Why tranche?

tranche builds on Python’s configparser but adds a few capabilities that are hard to get elsewhere in one place: multi-file layering with precedence, provenance, safe expression evaluation (optional NumPy), interpolation, and comment-preserving writes.

Comparison

Legend: ✓ supported · ✗ not supported · — not applicable

Feature

configparser

ConfigUpdater

ConfigObj

tranche

Multi-file layering with explicit user precedence

Provenance (where did this value come from?)

Comment round-trip when writing

Extended interpolation

Expressions as values

Optional NumPy in expressions

Write out with provenance

Notes:

  • ConfigUpdater is excellent for editing INI files while preserving formatting, but it is not a layered reader/combiner.

  • ConfigObj offers comment round‑tripping and a different API, but not multi-layer precedence or provenance.

Typical layering flow

Example: merge defaults, site, and user config files with user taking precedence.

from tranche import Tranche

cfg = Tranche()
cfg.add_from_file('defaults.cfg')   # shipped with package
cfg.add_from_file('/etc/myapp.cfg') # site‑wide
cfg.add_user_config('~/.config/myapp.cfg')  # highest precedence

# Access values (with ExtendedInterpolation enabled by default)
val = cfg.get('general', 'output_dir')

You can also combine two Tranche objects explicitly:

higher = Tranche(); higher.add_from_file('override.cfg')
lower = Tranche(); lower.add_from_file('base.cfg')
lower.append(higher)  # values from 'higher' win

Interpolation and expressions

Extended interpolation works out of the box:

[paths]
root = /data/run
output = ${paths:root}/out

Expressions are read via getexpression:

[calc]
# List literal
levels = [0, 10, 20]
# With numpy (opt‑in, safe backend)
lev_np = np.linspace(0, 1, 5)
# Literal backend (safest):
levels = cfg.getexpression('calc', 'levels', backend='literal')

# Safe backend with a constrained whitelist; enable numpy explicitly:
levels_np = cfg.getexpression('calc', 'lev_np', backend='safe', allow_numpy=True)

You can expose additional safe helpers:

import statistics
cfg.register_symbol('mean', statistics.mean)
# Now INI can use: avg = mean([1,2,3])

Writing out with comments and provenance

Preserve original comments and include # source: lines showing where each value came from:

with open('combined.cfg', 'w') as f:
    cfg.write(f, include_sources=True, include_comments=True)

This yields, for example:

[general]
# original comment about threads
# source: /etc/myapp.cfg
threads = 8

You can also get the source programmatically:

info = cfg.explain('general', 'threads')
# {'value': '8', 'source': '/etc/myapp.cfg', 'layer': 'base'}

Security notes

  • Expression evaluation is opt-in and safe by default.

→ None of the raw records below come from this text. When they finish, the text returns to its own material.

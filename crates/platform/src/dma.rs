//! DMA abstraction layer
//!
//! Provides the one-shot, polled DMA capability used by the loopback test and
//! an explicit resource handle that owns the engine.
//!
//! There is no ambient engine instance: callers build a [`DmaHandle`] around a
//! concrete [`DmaEngine`], initialise it on demand, and pass it to whatever
//! issues transfers. Releasing the handle resets the engine.

use thiserror_no_std::Error;

/// Direction of a single DMA transfer, seen from memory.
#[derive(Debug, Clone, Copy, PartialEq, Eq)]
#[cfg_attr(feature = "defmt", derive(defmt::Format))]
pub enum TransferDirection {
    /// Device → memory (AXI DMA S2MM channel).
    ReceiveFromDevice,
    /// Memory → device (AXI DMA MM2S channel).
    TransmitToDevice,
}

impl TransferDirection {
    /// Both directions, receive first (the order transfers must be issued in).
    pub const BOTH: [Self; 2] = [Self::ReceiveFromDevice, Self::TransmitToDevice];

    /// Short channel label for logs.
    pub const fn as_str(self) -> &'static str {
        match self {
            Self::ReceiveFromDevice => "RX",
            Self::TransmitToDevice => "TX",
        }
    }
}

impl core::fmt::Display for TransferDirection {
    fn fmt(&self, f: &mut core::fmt::Formatter<'_>) -> core::fmt::Result {
        f.write_str(self.as_str())
    }
}

/// Interrupt-enable bits of a DMA channel control register.
#[derive(Debug, Clone, Copy, PartialEq, Eq)]
#[cfg_attr(feature = "defmt", derive(defmt::Format))]
pub struct IrqMask(u32);

impl IrqMask {
    /// Interrupt on complete.
    pub const IOC: Self = Self(1 << 12);
    /// Interrupt on delay timer.
    pub const DELAY: Self = Self(1 << 13);
    /// Interrupt on error.
    pub const ERROR: Self = Self(1 << 14);
    /// All channel interrupts.
    pub const ALL: Self = Self(Self::IOC.0 | Self::DELAY.0 | Self::ERROR.0);

    /// Raw control-register bits.
    pub const fn bits(self) -> u32 {
        self.0
    }
}

/// Why the engine rejected its configuration.
#[derive(Debug, Clone, Copy, PartialEq, Eq, Error)]
#[cfg_attr(feature = "defmt", derive(defmt::Format))]
pub enum InitFailure {
    /// The core was built with scatter-gather; only simple mode is supported.
    #[error("scatter-gather build, simple mode required")]
    ScatterGatherUnsupported,
    /// The core lacks the MM2S or S2MM channel.
    #[error("transmit or receive channel missing")]
    MissingChannel,
    /// Length register width outside what the core can be built with.
    #[error("invalid length register width")]
    InvalidLengthWidth,
    /// The self-clearing reset bit never cleared.
    #[error("reset did not complete")]
    ResetTimeout,
    /// The engine refused the configuration for another reason.
    #[error("configuration refused")]
    Refused,
}

/// Why the engine rejected a transfer request.
#[derive(Debug, Clone, Copy, PartialEq, Eq, Error)]
#[cfg_attr(feature = "defmt", derive(defmt::Format))]
pub enum SubmitFailure {
    /// `initialize` has not succeeded yet.
    #[error("engine not initialized")]
    NotInitialized,
    /// The channel is still running a previous transfer.
    #[error("channel busy")]
    ChannelBusy,
    /// Zero-length transfer.
    #[error("zero length")]
    ZeroLength,
    /// Longer than the length register can express.
    #[error("length exceeds engine maximum")]
    LengthTooLarge,
    /// Address or length not aligned to the stream word.
    #[error("address or length misaligned")]
    Misaligned,
    /// Address wider than the engine's address bus.
    #[error("address out of engine range")]
    AddressOutOfRange,
}

/// DMA errors. All of them are fatal for a one-shot run.
#[derive(Debug, Clone, Copy, PartialEq, Eq, Error)]
#[cfg_attr(feature = "defmt", derive(defmt::Format))]
pub enum DmaError {
    /// No configuration descriptor exists for the device id.
    #[error("DMA config not found for device {device_id}")]
    ConfigNotFound {
        /// Requested device id.
        device_id: u16,
    },
    /// The descriptor exists but the engine rejected it.
    #[error("DMA init failed: {reason}")]
    InitializationFailed {
        /// Rejection cause.
        reason: InitFailure,
    },
    /// The engine rejected a transfer at issue time.
    #[error("DMA {direction} submission failed: {reason}")]
    TransferSubmissionFailed {
        /// Channel the request was for.
        direction: TransferDirection,
        /// Rejection cause.
        reason: SubmitFailure,
    },
}

/// One-shot, polled DMA engine capability.
///
/// Implementations report rejection only at issue time; a transfer that was
/// accepted either completes or leaves the channel busy forever.
pub trait DmaEngine {
    /// Look up the descriptor for `device_id` and configure the engine.
    fn initialize(&mut self, device_id: u16) -> Result<(), DmaError>;

    /// Mask the given interrupt sources on one channel.
    fn disable_interrupts(&mut self, mask: IrqMask, direction: TransferDirection);

    /// Start a single transfer of `length` bytes at `address`.
    fn issue_transfer(
        &mut self,
        address: usize,
        length: usize,
        direction: TransferDirection,
    ) -> Result<(), DmaError>;

    /// Whether the channel is still moving data.
    fn is_busy(&self, direction: TransferDirection) -> bool;

    /// Stop both channels and return the engine to its reset state.
    fn reset(&mut self);
}

/// Explicit, lazily initialised owner of a [`DmaEngine`].
///
/// Constructing a handle touches no hardware. [`DmaHandle::initialize`]
/// configures the engine and masks every interrupt in both directions, since
/// completion is detected by polling only. [`DmaHandle::release`] is the
/// teardown: it resets an initialised engine and hands it back.
pub struct DmaHandle<E> {
    engine: E,
    device_id: Option<u16>,
}

impl<E: DmaEngine> DmaHandle<E> {
    /// Wrap an engine without touching it.
    pub const fn new(engine: E) -> Self {
        Self {
            engine,
            device_id: None,
        }
    }

    /// Initialise the engine for `device_id` in polling mode.
    ///
    /// Calling it again for the same device is a no-op. A different device id
    /// resets the engine first.
    pub fn initialize(&mut self, device_id: u16) -> Result<(), DmaError> {
        match self.device_id {
            Some(current) if current == device_id => return Ok(()),
            Some(_) => self.teardown(),
            None => {}
        }

        self.engine.initialize(device_id)?;
        for direction in TransferDirection::BOTH {
            self.engine.disable_interrupts(IrqMask::ALL, direction);
        }
        self.device_id = Some(device_id);
        Ok(())
    }

    /// Whether [`DmaHandle::initialize`] has succeeded.
    pub fn is_initialized(&self) -> bool {
        self.device_id.is_some()
    }

    /// Device id the engine was initialised for.
    pub fn device_id(&self) -> Option<u16> {
        self.device_id
    }

    /// Shared access to the engine (busy queries).
    pub fn engine(&self) -> &E {
        &self.engine
    }

    /// Exclusive access to the engine (issuing transfers).
    pub fn engine_mut(&mut self) -> &mut E {
        &mut self.engine
    }

    /// Reset the engine if it was initialised and return it.
    pub fn release(mut self) -> E {
        self.teardown();
        self.engine
    }

    fn teardown(&mut self) {
        if self.device_id.take().is_some() {
            self.engine.reset();
        }
    }
}

/// Word buffer the DMA engine can read (transmit source).
///
/// The stream is 32 bits wide, so buffers are exposed as `u32` words.
pub trait DmaBuffer {
    /// The words the engine will read.
    fn words(&self) -> &[u32];

    /// Bus address of the first word.
    fn address(&self) -> usize {
        self.words().as_ptr() as usize
    }

    /// Length in bytes.
    fn byte_len(&self) -> usize {
        core::mem::size_of_val(self.words())
    }

    /// Check if buffer is empty
    fn is_empty(&self) -> bool {
        self.words().is_empty()
    }
}

/// Word buffer the DMA engine can write (receive destination).
pub trait DmaBufferMut: DmaBuffer {
    /// The words the engine will write.
    fn words_mut(&mut self) -> &mut [u32];
}

impl DmaBuffer for [u32] {
    fn words(&self) -> &[u32] {
        self
    }
}

impl DmaBufferMut for [u32] {
    fn words_mut(&mut self) -> &mut [u32] {
        self
    }
}

impl<const N: usize> DmaBuffer for [u32; N] {
    fn words(&self) -> &[u32] {
        self
    }
}

impl<const N: usize> DmaBufferMut for [u32; N] {
    fn words_mut(&mut self) -> &mut [u32] {
        self
    }
}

The default backend='literal' uses ast.literal_eval.

  • The backend='safe' evaluator allows a small, whitelisted set of operations. NumPy is disabled unless you pass allow_numpy=True, and only a minimal subset is exposed (np.arange, np.linspace, np.array).

  • You can register additional helpers with register_symbol; names with dunders or dots are rejected.